If a line below contains the string "anyhow", copy it out.

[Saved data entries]
———
use anyhow::{Context, Result};
use serde::Deserialize;
use std::collections::BTreeMap;
use std::path::Path;

#[derive(Debug, Deserialize, Clone)]
pub struct Config {
    #[serde(default)]
    pub pipeline: PipelineConfig,
    #[serde(default = "default_youtube")]
    pub youtube: ProviderConfig,
    #[serde(default = "default_transcript")]
    pub transcript: ProviderConfig,
    #[serde(default = "default_news")]
    pub news: ProviderConfig,
    #[serde(default = "default_market")]
    pub market: ProviderConfig,
    #[serde(default)]
    pub summarizer: SummarizerConfig,
    #[serde(default)]
    pub server: ServerConfig,
    #[serde(default)]
    pub ticker: TickerConfig,
    /// Named keyword presets selectable instead of free-text keywords.
    #[serde(default)]
    pub domains: BTreeMap<String, Vec<String>>,
}

#[derive(Debug, Deserialize, Clone)]
pub struct PipelineConfig {
    /// Number of raw videos requested from the search provider.
    #[serde(default = "default_search_page_size")]
    pub search_page_size: usize,
    /// Number of transcript-bearing videos kept per search.
    #[serde(default = "default_transcript_target")]
    pub transcript_target: usize,
    #[serde(default = "default_news_page_size")]
    pub news_page_size: usize,
    /// `newest`, `oldest`, or `none`.
    #[serde(default = "default_resort")]
    pub resort: String,
    /// Transcript languages in preference order.
    #[serde(default = "default_languages")]
    pub languages: Vec<String>,
    /// Language generated text should be written in.
    #[serde(default = "default_output_language")]
    pub output_language: String,
}

impl Default for PipelineConfig {
    fn default() -> Self {
        Self {
            search_page_size: default_search_page_size(),
            transcript_target: default_transcript_target(),
            news_page_size: default_news_page_size(),
            resort: default_resort(),
            languages: default_languages(),
            output_language: default_output_language(),
        }
    }
}

fn default_search_page_size() -> usize {
    5
}
fn default_transcript_target() -> usize {
    3
}
fn default_news_page_size() -> usize {
    10
}
fn default_resort() -> String {
    "newest".to_string()
}
fn default_languages() -> Vec<String> {
    vec!["ko".to_string(), "en".to_string()]
}
fn default_output_language() -> String {
    "Korean".to_string()
}

/// Connection settings shared by every upstream data provider.
#[derive(Debug, Deserialize, Clone)]
pub struct ProviderConfig {
    pub base_url: String,
    /// Environment variable holding the API key, if the provider needs one.
    #[serde(default)]
    pub api_key_env: Option<String>,
    #[serde(default = "default_timeout_secs")]
    pub timeout_secs: u64,
}

impl ProviderConfig {
    fn new(base_url: &str, api_key_env: Option<&str>) -> Self {
        Self {
            base_url: base_url.to_string(),
            api_key_env: api_key_env.map(str::to_string),
            timeout_secs: default_timeout_secs(),
        }
    }
}

fn default_youtube() -> ProviderConfig {
    ProviderConfig::new("https://www.googleapis.com/youtube/v3", Some("YOUTUBE_API_KEY"))
}
fn default_transcript() -> ProviderConfig {
    ProviderConfig::new("https://video.google.com/timedtext", None)
}
fn default_news() -> ProviderConfig {
    ProviderConfig::new("https://newsapi.org/v2", Some("NEWS_API_KEY"))
}
fn default_market() -> ProviderConfig {
    ProviderConfig::new("https://financialmodelingprep.com/api/v3", Some("FMP_API_KEY"))
}

#[derive(Debug, Deserialize, Clone)]
pub struct SummarizerConfig {
    /// `gemini`, `openai`, or `disabled`.
    #[serde(default = "default_summarizer_provider")]
    pub provider: String,
    #[serde(default)]
    pub model: Option<String>,
    #[serde(default)]
    pub api_key_env: Option<String>,
    #[serde(default)]
    pub base_url: Option<String>,
    #[serde(default = "default_timeout_secs")]
    pub timeout_secs: u64,
}

impl Default for SummarizerConfig {
    fn default() -> Self {
        Self {
            provider: default_summarizer_provider(),
            model: None,
            api_key_env: None,
            base_url: None,
            timeout_secs: default_timeout_secs(),
        }
    }
}

fn default_summarizer_provider() -> String {
    "gemini".to_string()
}
fn default_timeout_secs() -> u64 {
    30
}

#[derive(Debug, Deserialize, Clone)]
pub struct ServerConfig {
    #[serde(default = "default_bind")]
    pub bind: String,
    /// Seconds without a request after which a session is dropped.
    #[serde(default = "default_session_idle_secs")]
    pub session_idle_secs: u64,
}

impl Default for ServerConfig {
    fn default() -> Self {
        Self {
            bind: default_bind(),
            session_idle_secs: default_session_idle_secs(),
        }
    }
}

fn default_bind() -> String {
    "127.0.0.1:7341".to_string()
}
fn default_session_idle_secs() -> u64 {
    3600
}

#[derive(Debug, Deserialize, Clone)]
pub struct TickerConfig {
    #[serde(default)]
    pub enabled: bool,
    #[serde(default = "default_interval_secs")]
    pub interval_secs: u64,
    /// Display label → market index symbol.
    #[serde(default = "default_ticker_symbols")]
    pub symbols: BTreeMap<String, String>,
}

impl Default for TickerConfig {
    fn default() -> Self {
        Self {
            enabled: false,
            interval_secs: default_interval_secs(),
            symbols: default_ticker_symbols(),
        }
    }
}

fn default_interval_secs() -> u64 {
    60
}
fn default_ticker_symbols() -> BTreeMap<String, String> {
    BTreeMap::from([
        ("KOSPI".to_string(), "^KS11".to_string()),
        ("NASDAQ".to_string(), "^IXIC".to_string()),
        ("S&P500".to_string(), "^GSPC".to_string()),
    ])
}

impl Config {
    /// Defaults for every section, used when no config file exists.
    pub fn minimal() -> Self {
        Self {
            pipeline: PipelineConfig::default(),
            youtube: default_youtube(),
            transcript: default_transcript(),
            news: default_news(),
            market: default_market(),
            summarizer: SummarizerConfig::default(),
            server: ServerConfig::default(),
            ticker: TickerConfig::default(),
            domains: BTreeMap::new(),
        }
    }
}

pub fn load_config(path: &Path) -> Result<Config> {
    let content = std::fs::read_to_string(path)
        .with_context(|| format!("Failed to read config file: {}", path.display()))?;

    let config: Config = toml::from_str(&content).with_context(|| "Failed to parse config file")?;
    validate(&config)?;
    Ok(config)
}

/// Loads the config file if it exists, otherwise falls back to [`Config::minimal`].
pub fn load_or_default(path: &Path) -> Result<Config> {
    if path.exists() {
        load_config(path)
    } else {
        Ok(Config::minimal())
    }
}

pub fn validate(config: &Config) -> Result<()> {
    // Validate pipeline
    if config.pipeline.search_page_size == 0 {
        anyhow::bail!("pipeline.search_page_size must be > 0");
    }
    if config.pipeline.transcript_target == 0 {
        anyhow::bail!("pipeline.transcript_target must be > 0");
    }
    if config.pipeline.news_page_size == 0 {
        anyhow::bail!("pipeline.news_page_size must be > 0");
    }
    if config.pipeline.languages.is_empty() {
        anyhow::bail!("pipeline.languages must list at least one language");
    }

    match config.pipeline.resort.as_str() {
        "newest" | "oldest" | "none" => {}
        other => anyhow::bail!(
            "Unknown pipeline.resort: '{}'. Must be newest, oldest, or none.",
            other
        ),
    }

    match config.summarizer.provider.as_str() {
        "disabled" | "gemini" | "openai" => {}
        other => anyhow::bail!(
            "Unknown summarizer provider: '{}'. Must be disabled, gemini, or openai.",
            other
        ),
    }

    if config.server.session_idle_secs == 0 {
        anyhow::bail!("server.session_idle_secs must be > 0");
    }

    // Validate ticker
    if config.ticker.enabled {
        if config.ticker.interval_secs == 0 {
            anyhow::bail!("ticker.interval_secs must be > 0");
        }
        if config.ticker.symbols.is_empty() {
            anyhow::bail!("ticker.symbols must not be empty when the ticker is enabled");
        }
    }

    for (name, keywords) in &config.domains {
        if keywords.iter().all(|k| k.trim().is_empty()) {
            anyhow::bail!("domains.{} must contain at least one keyword", name);
        }
    }

    Ok(())
}

#[cfg(test)]
mod tests {
    use super::*;

    #[test]
    fn test_empty_file_uses_defaults() {
        let config: Config = toml::from_str("").unwrap();
        assert!(validate(&config).is_ok());
        assert_eq!(config.pipeline.search_page_size, 5);
        assert_eq!(config.pipeline.transcript_target, 3);
        assert_eq!(config.pipeline.languages, vec!["ko", "en"]);
        assert_eq!(config.summarizer.provider, "gemini");
        assert_eq!(config.youtube.api_key_env.as_deref(), Some("YOUTUBE_API_KEY"));
        assert!(config.transcript.api_key_env.is_none());
        assert_eq!(config.server.session_idle_secs, 3600);
    }

    #[test]
    fn test_domains_and_sections_parse() {
        let config: Config = toml::from_str(
            r#"
[pipeline]
transcript_target = 4
resort = "oldest"

[youtube]
base_url = "http://127.0.0.1:9000"
timeout_secs = 5

[domains]
ai = ["artificial intelligence", "LLM"]
"#,
        )
        .unwrap();
        assert!(validate(&config).is_ok());
        assert_eq!(config.pipeline.transcript_target, 4);
        assert_eq!(config.youtube.base_url, "http://127.0.0.1:9000");
        assert_eq!(config.youtube.timeout_secs, 5);
        assert!(config.youtube.api_key_env.is_none());
        assert_eq!(config.domains["ai"].len(), 2);
    }

    #[test]
    fn test_example_config_is_valid() {
        let config: Config = toml::from_str(include_str!("../config/reel.example.toml")).unwrap();
        assert!(validate(&config).is_ok());
        assert!(config.ticker.enabled);
        assert_eq!(config.ticker.symbols["S&P500"], "^GSPC");
        assert_eq!(config.domains["tech"], vec!["semiconductors", "AI"]);
    }

    #[test]
    fn test_rejects_zero_target() {
        let config: Config = toml::from_str("[pipeline]\ntranscript_target = 0\n").unwrap();
        let err = validate(&config).unwrap_err();
        assert!(err.to_string().contains("transcript_target"));
    }

    #[test]
    fn test_rejects_unknown_summarizer() {
        let config: Config = toml::from_str("[summarizer]\nprovider = \"claude\"\n").unwrap();
        let err = validate(&config).unwrap_err();
        assert!(err.to_string().contains("Unknown summarizer provider"));
    }

    #[test]
    fn test_rejects_unknown_resort() {
        let config: Config = toml::from_str("[pipeline]\nresort = \"random\"\n").unwrap();
        assert!(validate(&config).is_err());
    }

    #[test]
    fn test_rejects_zero_session_idle() {
        let config: Config = toml::from_str("[server]\nsession_idle_secs = 0\n").unwrap();
        let err = validate(&config).unwrap_err();
        assert!(err.to_string().contains("session_idle_secs"));
    }

    #[test]
    fn test_rejects_empty_domain() {
        let config: Config = toml::from_str("[domains]\nempty = [\" \"]\n").unwrap();
        assert!(validate(&config).is_err());
    }
}
//! Market data: closing prices, financial statements, and symbol lookup.
//!
//! Speaks the Financial Modeling Prep v3 JSON API:
//!
//! | Operation | Endpoint |
//! |-----------|----------|
//! | last close | `historical-price-full/{symbol}?timeseries=1` |
//! | statements | `income-statement`, `balance-sheet-statement`, `cash-flow-statement` |
//! | lookup | `search?query=…&limit=…` |

use anyhow::{bail, Context, Result};
use async_trait::async_trait;
use std::time::Duration;

use crate::config::ProviderConfig;
use crate::models::{CandidateItem, FinancialStatements, ItemKind, StatementTable};
use crate::traits::MarketData;

const LOOKUP_LIMIT: usize = 10;

/// Fields that describe the filing rather than the company.
const SKIPPED_FIELDS: &[&str] = &["link", "finalLink", "cik", "symbol", "reportedCurrency"];

const STATEMENTS: &[(&str, &str)] = &[
    ("income-statement", "Income Statement"),
    ("balance-sheet-statement", "Balance Sheet"),
    ("cash-flow-statement", "Cash Flow Statement"),
];

pub struct MarketClient {
    client: reqwest::Client,
    base_url: String,
    api_key: Option<String>,
    key_var: Option<String>,
}

impl MarketClient {
    pub fn new(base_url: impl Into<String>, api_key: Option<String>, timeout_secs: u64) -> Result<Self> {
        let client = reqwest::Client::builder()
            .timeout(Duration::from_secs(timeout_secs))
            .build()?;
        Ok(Self {
            client,
            base_url: base_url.into().trim_end_matches('/').to_string(),
            api_key,
            key_var: None,
        })
    }

    pub fn from_config(config: &ProviderConfig) -> Result<Self> {
        let api_key = config
            .api_key_env
            .as_ref()
            .and_then(|var| std::env::var(var).ok());
        let mut client = Self::new(&config.base_url, api_key, config.timeout_secs)?;
        client.key_var = config.api_key_env.clone();
        Ok(client)
    }

    async fn get_json(&self, path: &str, params: &[(&str, String)]) -> Result<serde_json::Value> {
        let mut params: Vec<(&str, String)> = params.to_vec();
        match (&self.api_key, &self.key_var) {
            (Some(key), _) => params.push(("apikey", key.clone())),
            (None, Some(var)) => bail!("{} environment variable not set", var),
            (None, None) => {}
        }

        let response = self
            .client
            .get(format!("{}/{}", self.base_url, path))
            .query(&params)
            .send()
            .await
            .with_context(|| format!("market data request failed: {}", path))?;

        let status = response.status();
        if !status.is_success() {
            let body_text = response.text().await.unwrap_or_default();
            bail!("Market API error {}: {}", status, body_text);
        }

        let json: serde_json::Value = response.json().await?;
        if let Some(message) = json.get("Error Message").and_then(|m| m.as_str()) {
            bail!("Market API error: {}", message);
        }
        Ok(json)
    }
}

#[async_trait]
impl MarketData for MarketClient {
    async fn last_close(&self, symbol: &str) -> Result<f64> {
        check_symbol(symbol)?;
        let json = self
            .get_json(
                &format!("historical-price-full/{}", symbol),
                &[("timeseries", "1".to_string())],
            )
            .await?;
        parse_last_close(&json).with_context(|| format!("no closing price for {}", symbol))
    }

    async fn statements(&self, symbol: &str) -> Result<FinancialStatements> {
        check_symbol(symbol)?;
        let mut tables = Vec::with_capacity(STATEMENTS.len());
        for (endpoint, name) in STATEMENTS {
            let json = self
                .get_json(
                    &format!("{}/{}", endpoint, symbol),
                    &[("limit", "1".to_string())],
                )
                .await?;
            if let Some(table) = parse_statement(&json, name) {
                tables.push(table);
            }
        }
        if tables.is_empty() {
            bail!("no financial statements found for {}", symbol);
        }
        Ok(FinancialStatements {
            symbol: symbol.to_string(),
            tables,
        })
    }

    async fn lookup(&self, query: &str) -> Result<Vec<CandidateItem>> {
        let json = self
            .get_json(
                "search",
                &[("query", query.to_string()), ("limit", LOOKUP_LIMIT.to_string())],
            )
            .await?;
        Ok(parse_lookup(&json))
    }
}

/// Symbols become a URL path segment, so only ticker characters are allowed
/// (`AAPL`, `BRK-B`, `005930.KS`, `^KS11`, `EURUSD=X`).
fn check_symbol(symbol: &str) -> Result<()> {
    let valid = !symbol.is_empty()
        && symbol
            .chars()
            .all(|c| c.is_ascii_alphanumeric() || matches!(c, '.' | '-' | '^' | '=' | '_'))
        && symbol.chars().any(|c| c.is_ascii_alphanumeric());
    if !valid {
        bail!("invalid market symbol: '{}'", symbol);
    }
    Ok(())
}

fn parse_last_close(json: &serde_json::Value) -> Option<f64> {
    json.get("historical")
        .and_then(|h| h.as_array())
        .and_then(|h| h.first())
        .and_then(|day| day.get("close"))
        .and_then(|c| c.as_f64())
}

/// Most recent period of one statement as `(field, value)` rows.
fn parse_statement(json: &serde_json::Value, name: &str) -> Option<StatementTable> {
    let period = json.as_array()?.first()?.as_object()?;
    let date = period.get("date").and_then(|d| d.as_str()).unwrap_or("latest");

    let rows = period
        .iter()
        .filter(|(k, _)| k.as_str() != "date" && !SKIPPED_FIELDS.contains(&k.as_str()))
        .filter_map(|(k, v)| {
            let value = match v {
                serde_json::Value::Number(n) => n.to_string(),
                serde_json::Value::String(s) if !s.is_empty() => s.clone(),
                _ => return None,
            };
            Some((k.clone(), value))
        })
        .collect();

    Some(StatementTable {
        name: format!("{} ({})", name, date),
        rows,
    })
}

fn parse_lookup(json: &serde_json::Value) -> Vec<CandidateItem> {
    json.as_array()
        .map(|matches| {
            matches
                .iter()
                .filter_map(|m| {
                    let symbol = m.get("symbol")?.as_str()?;
                    let name = m.get("name").and_then(|n| n.as_str()).unwrap_or(symbol);
                    let mut item = CandidateItem::new(symbol, ItemKind::Financial, name);
                    item.metadata.exchange = m
                        .get("exchangeShortName")
                        .or_else(|| m.get("stockExchange"))
                        .and_then(|e| e.as_str())
                        .map(str::to_string);
                    item.description = match &item.metadata.exchange {
                        Some(ex) => format!("{} · {}", symbol, ex),
                        None => symbol.to_string(),
                    };
                    Some(item)
                })
                .collect()
        })
        .unwrap_or_default()
}
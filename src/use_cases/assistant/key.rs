use std::env;

const PRIMARY_KEY_VAR: &str = "HF_API_KEY";
const ALTERNATE_KEY_VAR: &str = "HUGGING_FACE_API_KEY";

/// First non-blank of: the configured value, then the `HF_API_KEY` and
/// `HUGGING_FACE_API_KEY` environment variables. `None` means the assistant
/// is unconfigured.
pub fn resolve_api_key(configured: &str) -> Option<String> {
    _non_blank(configured.to_string())
        .or_else(|| env::var(PRIMARY_KEY_VAR).ok().and_then(_non_blank))
        .or_else(|| env::var(ALTERNATE_KEY_VAR).ok().and_then(_non_blank))
}

fn _non_blank(value: String) -> Option<String> {
    if value.trim().is_empty() {
        None
    } else {
        Some(value)
    }
}
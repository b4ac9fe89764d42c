#[cfg(feature = "db")]
pub mod db;
#[cfg(feature = "factory")]
pub mod factory;
#[cfg(feature = "settings")]
pub mod settings;
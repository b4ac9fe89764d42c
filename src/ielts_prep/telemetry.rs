use tracing_appender::{
    non_blocking::WorkerGuard,
    rolling::{RollingFileAppender, Rotation},
};
use tracing_subscriber::layer::SubscriberExt;

pub fn get_subscriber(
    debug: bool,
    max_log_files: usize,
) -> (impl tracing::Subscriber + Send + Sync, WorkerGuard) {
    let env_filter = if debug {
        "trace".to_string()
    } else {
        "info".to_string()
    };
    let env_filter = tracing_subscriber::EnvFilter::try_from_default_env()
        .unwrap_or_else(|_| tracing_subscriber::EnvFilter::new(env_filter));

    let json_log = if !debug {
        let json_log = tracing_subscriber::fmt::layer().json();
        Some(json_log)
    } else {
        None
    };

    let file_appender = RollingFileAppender::builder()
        .rotation(Rotation::DAILY)
        .max_log_files(max_log_files)
        .build("./logs")
        .expect("Failed to initialize the rolling file appender.");
    let (non_blocking, _guard) = tracing_appender::non_blocking(file_appender);
    let file_log = tracing_subscriber::fmt::layer().with_writer(non_blocking);

    let stdout_log = tracing_subscriber::fmt::layer().pretty();
    let subscriber = tracing_subscriber::Registry::default()
        .with(env_filter)
        .with(stdout_log)
        .with(json_log)
        .with(file_log);

    (subscriber, _guard)
}

pub fn init_subscriber(debug: bool, max_log_files: usize) -> WorkerGuard {
    let (subscriber, _guard) = get_subscriber(debug, max_log_files);
    tracing::subscriber::set_global_default(subscriber).expect("Failed to set subscriber");
    _guard
}
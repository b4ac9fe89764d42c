use sea_orm_migration::prelude::cli;

#[async_std::main]
async fn main() {
    cli::run_cli(migration::Migrator).await;
}
use sea_orm::entity::prelude::*;

use super::sea_orm_active_enums::ContentKind;

#[derive(Clone, Debug, PartialEq, Eq, DeriveEntityModel)]
#[sea_orm(table_name = "progress")]
pub struct Model {
    #[sea_orm(primary_key, auto_increment = false)]
    pub id: Uuid,
    pub user_id: Uuid,
    pub content_kind: ContentKind,
    pub completed_count: i32,
    pub updated_at: DateTimeWithTimeZone,
}

#[derive(Copy, Clone, Debug, EnumIter, DeriveRelation)]
pub enum Relation {
    #[sea_orm(
        belongs_to = "super::user::Entity",
        from = "Column::UserId",
        to = "super::user::Column::Id",
        on_update = "NoAction",
        on_delete = "Cascade"
    )]
    User,
}

impl Related<super::user::Entity> for Entity {
    fn to() -> RelationDef {
        Relation::User.def()
    }
}

impl ActiveModelBehavior for ActiveModel {}
use actix_web::{http, test};
use entities::{action_token, sea_orm_active_enums::TokenKind};
use sea_orm::{ActiveModelTrait, ColumnTrait, DbErr, EntityTrait, QueryFilter};
use serde_json::json;
use uuid::Uuid;

use crate::utils::init_app;
use common::factory::{self, *};

#[actix_web::test]
async fn happy_path() -> Result<(), DbErr> {
    let (app, db, _) = init_app().await?;
    let user = factory::user().insert(&db).await?;

    let req = test::TestRequest::post()
        .uri("/api/users/forgot-password")
        .set_json(json!({"email": user.email}))
        .to_request();
    let res = test::call_service(&app, req).await;
    assert_eq!(res.status(), http::StatusCode::OK);

    let tokens = action_token::Entity::find()
        .filter(action_token::Column::UserId.eq(user.id))
        .filter(action_token::Column::Kind.eq(TokenKind::PasswordReset))
        .all(&db)
        .await?;
    assert_eq!(tokens.len(), 1);
    assert!(!tokens[0].used);

    Ok(())
}

#[actix_web::test]
async fn repeated_requests_share_one_token() -> Result<(), DbErr> {
    let (app, db, _) = init_app().await?;
    let user = factory::user().insert(&db).await?;

    for _ in 0..2 {
        let req = test::TestRequest::post()
            .uri("/api/users/forgot-password")
            .set_json(json!({"email": user.email}))
            .to_request();
        let res = test::call_service(&app, req).await;
        assert_eq!(res.status(), http::StatusCode::OK);
    }

    let tokens = action_token::Entity::find()
        .filter(action_token::Column::UserId.eq(user.id))
        .all(&db)
        .await?;
    assert_eq!(tokens.len(), 1);

    Ok(())
}

#[actix_web::test]
async fn uniform_response_for_unknown_email() -> Result<(), DbErr> {
    let (app, db, _) = init_app().await?;

    let req = test::TestRequest::post()
        .uri("/api/users/forgot-password")
        .set_json(json!({"email": format!("{}@test.com", Uuid::new_v4())}))
        .to_request();
    let res = test::call_service(&app, req).await;
    assert_eq!(res.status(), http::StatusCode::OK);

    let tokens = action_token::Entity::find().all(&db).await?;
    assert!(tokens.is_empty());

    Ok(())
}

#[actix_web::test]
async fn no_token_for_unverified_user() -> Result<(), DbErr> {
    let (app, db, _) = init_app().await?;
    let user = factory::user().email_verified(false).insert(&db).await?;

    let req = test::TestRequest::post()
        .uri("/api/users/forgot-password")
        .set_json(json!({"email": user.email}))
        .to_request();
    let res = test::call_service(&app, req).await;
    assert_eq!(res.status(), http::StatusCode::OK);

    let tokens = action_token::Entity::find()
        .filter(action_token::Column::UserId.eq(user.id))
        .all(&db)
        .await?;
    assert!(tokens.is_empty());

    Ok(())
}
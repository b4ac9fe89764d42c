use sea_orm::entity::prelude::*;

use super::sea_orm_active_enums::TokenKind;

#[derive(Clone, Debug, PartialEq, Eq, DeriveEntityModel)]
#[sea_orm(table_name = "action_tokens")]
pub struct Model {
    #[sea_orm(primary_key, auto_increment = false)]
    pub id: Uuid,
    #[sea_orm(unique)]
    pub secret: String,
    pub user_id: Uuid,
    pub kind: TokenKind,
    pub code: Option<String>,
    pub expires_at: DateTimeWithTimeZone,
    pub used: bool,
    pub created_at: DateTimeWithTimeZone,
}

#[derive(Copy, Clone, Debug, EnumIter, DeriveRelation)]
pub enum Relation {
    #[sea_orm(
        belongs_to = "super::user::Entity",
        from = "Column::UserId",
        to = "super::user::Column::Id",
        on_update = "NoAction",
        on_delete = "Cascade"
    )]
    User,
}

impl Related<super::user::Entity> for Entity {
    fn to() -> RelationDef {
        Relation::User.def()
    }
}

impl ActiveModelBehavior for ActiveModel {}
use actix_web::{http, test, HttpMessage};
use sea_orm::{ActiveModelTrait, DbErr};

use crate::utils::init_app;
use common::factory;

#[actix_web::test]
async fn happy_path() -> Result<(), DbErr> {
    let (app, db, _) = init_app().await?;
    let user = factory::user().insert(&db).await?;

    let req = test::TestRequest::get().uri("/api/users/me").to_request();
    req.extensions_mut().insert(user.clone());
    let res = test::call_service(&app, req).await;
    assert_eq!(res.status(), http::StatusCode::OK);

    let body: serde_json::Value = test::read_body_json(res).await;
    assert_eq!(body["id"], user.id.to_string());
    assert_eq!(body["email"], user.email);
    assert_eq!(body["first_name"], user.first_name);
    assert_eq!(body["email_verified"], user.email_verified);

    Ok(())
}

#[actix_web::test]
async fn unauthorized_if_not_logged_in() -> Result<(), DbErr> {
    let (app, _, _) = init_app().await?;

    let req = test::TestRequest::get().uri("/api/users/me").to_request();
    let res = test::call_service(&app, req).await;
    assert_eq!(res.status(), http::StatusCode::UNAUTHORIZED);

    Ok(())
}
———
Solution to this exercise:
use anyhow::{Context, Result};
        anyhow::bail!("pipeline.search_page_size must be > 0");
        anyhow::bail!("pipeline.transcript_target must be > 0");
        anyhow::bail!("pipeline.news_page_size must be > 0");
        anyhow::bail!("pipeline.languages must list at least one language");
        other => anyhow::bail!(
        other => anyhow::bail!(
        anyhow::bail!("server.session_idle_secs must be > 0");
            anyhow::bail!("ticker.interval_secs must be > 0");
            anyhow::bail!("ticker.symbols must not be empty when the ticker is enabled");
            anyhow::bail!("domains.{} must contain at least one keyword", name);
use anyhow::{bail, Context, Result};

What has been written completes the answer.